The Ajax Experience - October 23 - 25, 2006 - No Fluff Just Stuff

Client Side Web Services

The Ajax Experience

Boston · October 23 - 25, 2006

You are viewing details from a past event

About this Presentation

JSON RPC is a recently fashionable buzzword in the AJAX context. This lecture explains its principles, specifically the same origin policy for cross site scripting and its relation to JSON RPC, and demonstrates the essential implementation details using the example of the geocoding service in the google maps API.

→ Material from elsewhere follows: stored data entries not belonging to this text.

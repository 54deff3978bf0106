//! Deterministic simulation module
//!
//! All gameplay logic lives here. This module must be pure and deterministic:
//! - Time only arrives through `tick`
//! - Seeded RNG only
//! - Tiles kept in click order
//! - No rendering or platform dependencies

pub mod geometry;
pub mod level;
pub mod state;
pub mod tick;
pub mod timer;

pub use geometry::Rect;
pub use level::{
    ConfigurationError, Level, generate_level, points_for, reveal_duration, tile_count,
};
pub use state::{ClickOutcome, GameEvent, GamePhase, GameState, GridCell, Tile};
pub use tick::{TickInput, tick};
pub use timer::should_hide;
//! Screen-space rectangles for tiles and hit-testing
//!
//! Coordinates are logical screen pixels: origin top-left, y grows downward.

use glam::Vec2;
use serde::{Deserialize, Serialize};

/// An axis-aligned rectangle
#[derive(Debug, Clone, Copy, PartialEq, Serialize, Deserialize)]
pub struct Rect {
    /// Top-left corner
    pub min: Vec2,
    /// Width and height
    pub size: Vec2,
}

impl Rect {
    pub fn new(min: Vec2, size: Vec2) -> Self {
        Self { min, size }
    }

    /// Square of side `side` centered on `center`
    pub fn centered_square(center: Vec2, side: f32) -> Self {
        let size = Vec2::splat(side);
        Self {
            min: center - size / 2.0,
            size,
        }
    }

    /// Bottom-right corner (exclusive)
    #[inline]
    pub fn max(&self) -> Vec2 {
        self.min + self.size
    }

    #[inline]
    pub fn center(&self) -> Vec2 {
        self.min + self.size / 2.0
    }

    /// Half-open containment: left/top edges are inside, right/bottom are not
    pub fn contains(&self, point: Vec2) -> bool {
        let max = self.max();
        point.x >= self.min.x && point.x < max.x && point.y >= self.min.y && point.y < max.y
    }
}

/// Check if a point lies inside a circle (boundary included)
#[inline]
pub fn circle_contains(center: Vec2, radius: f32, point: Vec2) -> bool {
    center.distance_squared(point) <= radius * radius
}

The collection of technologies on which modern web applications are based is nowadays summarily referred to as AJAX, or “Asynchronous JavaScript and XML”. Interestingly, the use of XML as the data format for the transfer between client and server is not only unnecessarily complicated, but in its usual incarnation as XMLHttpRequest it is also subject to restrictions that prevent the direct use of web services from the client side of the web application. A natural alternative to the transport of XML data structures though the XMLHttpRequest API is the transport of literal JavaScript expressions (nowadays also called JSON, or “JavaScript Object Notation”) through dynamically created SCRIPT elements. We discuss practical aspects of the implementation of this approach and the consequences for architecture and software design of web applications. Because the circumvention of restrictions that were originally meant to maintain security might be frightening at first sight, we recapitulate the principles on which cross site scripting restrictions are based, and we discuss why their circumvention for the purpose of JSON/SCRIPT based data transport doesn't infract the security of a web application.

Steffen Meschkat

Google Engineer

Steffen Meschkat joined Google in 2004 and currently works on maps. He earlier co-founded ART+COM AG and datango AG. At ART+COM, he worked on industry funded application research projects of Virtual Reality and, since 1993, the WWW. For datango, he built the client side components of the navigation suite, a technology that augments web applications by simulated user interaction fragments. He has an MSc (“Diplom”) in Physics from Humboldt University in Berlin.